Of course, much of the sculptural decoration has been weathered, defaced or destroyed in the Parthenon’s long history, but ancient and modern historical sources contribute to supply us with a general idea of the scenes depicted on its pediments, metopes, and inner frieze. The west pediment is believed to depict Athena and Poseidon in a gift-giving contest for ownership of Athens. Given the context, we would interpret this as documenting a significant Athenian event; not exactly the founding of Athens but the event that led to its gaining Athena as its goddess. Athena gave the gift of an olive tree whereas Poseidon provided a natural spring which disconcertingly issued forth salt water (since Poseidon was a sea god). Presumably, Athena won the contest because the ancient Athenians were farmers and not seafarers. Poseidon was reportedly furious and so flooded Athens. However, in light of the fifth-century context, we know that Athens had since become a great naval power; its fleet was after all its most powerful force against the Persians and the basis of its continued power in the Delian League. We therefore tend to interpret this pediment as something more like a friendly contest rather than a war between Athena and Poseidon. The Athenians probably chose this myth to include and appease not exclude Poseidon.

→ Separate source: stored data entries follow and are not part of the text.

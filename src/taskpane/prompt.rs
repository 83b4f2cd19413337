//! Placeholder value prompt shown before inserting a templated snippet

use crate::placeholder::compile;
use crate::snippet::Snippet;

/// Values being collected for one snippet's placeholders.
///
/// Fields keep the order in which the placeholders first appear.
#[derive(Debug, Clone, PartialEq, Eq)]
pub struct PlaceholderPrompt {
    index: usize,
    command: String,
    fields: Vec<(String, String)>,
}

impl PlaceholderPrompt {
    pub fn new(index: usize, snippet: &Snippet, names: Vec<String>) -> Self {
        Self {
            index,
            command: snippet.command.clone(),
            fields: names.into_iter().map(|n| (n, String::new())).collect(),
        }
    }

    /// Index of the snippet in the collection when the prompt opened
    pub fn index(&self) -> usize {
        self.index
    }

    pub fn command(&self) -> &str {
        &self.command
    }

    pub fn names(&self) -> impl Iterator<Item = &str> {
        self.fields.iter().map(|(n, _)| n.as_str())
    }

    pub fn value(&self, name: &str) -> Option<&str> {
        self.fields
            .iter()
            .find(|(n, _)| n == name)
            .map(|(_, v)| v.as_str())
    }

    /// Set a field; returns false if the snippet has no such placeholder
    pub fn set(&mut self, name: &str, value: impl Into<String>) -> bool {
        match self.fields.iter_mut().find(|(n, _)| n == name) {
            Some((_, slot)) => {
                *slot = value.into();
                true
            }
            None => false,
        }
    }

    /// Input hint for a field
    pub fn hint(name: &str) -> String {
        format!("Enter value for {{{}}}", name)
    }

    /// Fill the snippet text with the collected values
    pub fn compile(&self, text: &str) -> String {
        compile(
            text,
            self.fields.iter().map(|(n, v)| (n.as_str(), v.as_str())),
        )
    }
}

The east pediment portrays the birth of Athena from the head of Zeus, another scene significant for the goddess’s city. The metopes around the outer building depict scenes of war: we see Greeks versus Amazons, Trojans, and centaurs, and the Olympian gods fighting the giants. We may assume that not only do these scenes symbolize the cultured self-control of the Athenians over primitive, inferior forces, but, given the context, we may note the link with the Persian wars and even the Delian League in relation to the Trojan War, a famous mythological instance of another victorious Greek alliance. The inner Ionian frieze appears to depict the Panathenaic festival in which the Athenians took part in a procession to the Parthenon in order to present the statue of Athena Parthenos with the peplos, a special robe made by the women of Athens. Some scholars have questioned whether this scene actually is a Panathenaea as depictions of non-mythological scenes in friezes is extremely rare, instead suggesting it is a depiction of the sacrifice of Athenian King Erechtheus’s daughter. Either way, this event seems to draw together all the threads of our interpretations from the historical, cultural and political context: the event celebrated the power and glory of Athens. Athenian colonies sent gifts and sacrifices for such a ceremonial procession, reinforcing the nationalism of Athens. It brought together Athenian citizens and, through ritual, linked them to their goddess Athena.

In conclusion, our interpretations of the Parthenon and its decorative program are perhaps not overly specific, the sculptures and friezes do not reference the Persian Wars or the Athenian Empire directly, but what we know of this historical context indeed forces us to posit a general nationalistic program, especially considering the size and location of the Parthenon. We may also garner further interpretive insight by also considering what the Parthenon is not. It is not a monument to a particular king or leader, at least not outwardly. There is no giant statue of Pericles, for instance, even if the sources suggest that he was the main instigator of the building work. Instead we see a respect for the gods, and the impressive artistry of the masons and sculptors of antiquity. We cannot help but interpret this as exhibiting a respect for craft, for the gods, and, in the graceful ease and balance of the monumental architecture, for democracy.